> **RECORDS PROVIDED**
□ □ □

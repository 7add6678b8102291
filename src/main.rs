mod cli;
mod config;
mod error;
mod output;
mod pipeline;
mod reading;
mod series;
mod vector;

use std::process::ExitCode;

use clap::Parser;
use cli::{command, Cli, Commands};

fn main() -> ExitCode {
    env_logger::init();
    let cli = Cli::parse();

    let result = match &cli.command {
        Commands::Aod(args) => command::aod(args),
        Commands::Wind(args) => command::wind(args),
        Commands::Overlay(args) => command::overlay(args),
    };

    match result {
        Ok(message) => {
            println!("{}", message);
            ExitCode::SUCCESS
        }
        Err(e) => {
            eprintln!("Error: {:#}", e);
            ExitCode::FAILURE
        }
    }
}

□ □ □

> **WHAT THE EXERCISE ASKS**
Top to bottom, the records above must be output exactly.

> **EXERCISE RESULT**
repository 7add6678b8102291
filename src/main.rs
mod cli;
mod config;
mod error;
mod output;
mod pipeline;
mod reading;
mod series;
mod vector;

use std::process::ExitCode;

use clap::Parser;
use cli::{command, Cli, Commands};

fn main() -> ExitCode {
    env_logger::init();
    let cli = Cli::parse();

    let result = match &cli.command {
        Commands::Aod(args) => command::aod(args),
        Commands::Wind(args) => command::wind(args),
        Commands::Overlay(args) => command::overlay(args),
    };

    match result {
        Ok(message) => {
            println!("{}", message);
            ExitCode::SUCCESS
        }
        Err(e) => {
            eprintln!("Error: {:#}", e);
            ExitCode::FAILURE
        }
    }
}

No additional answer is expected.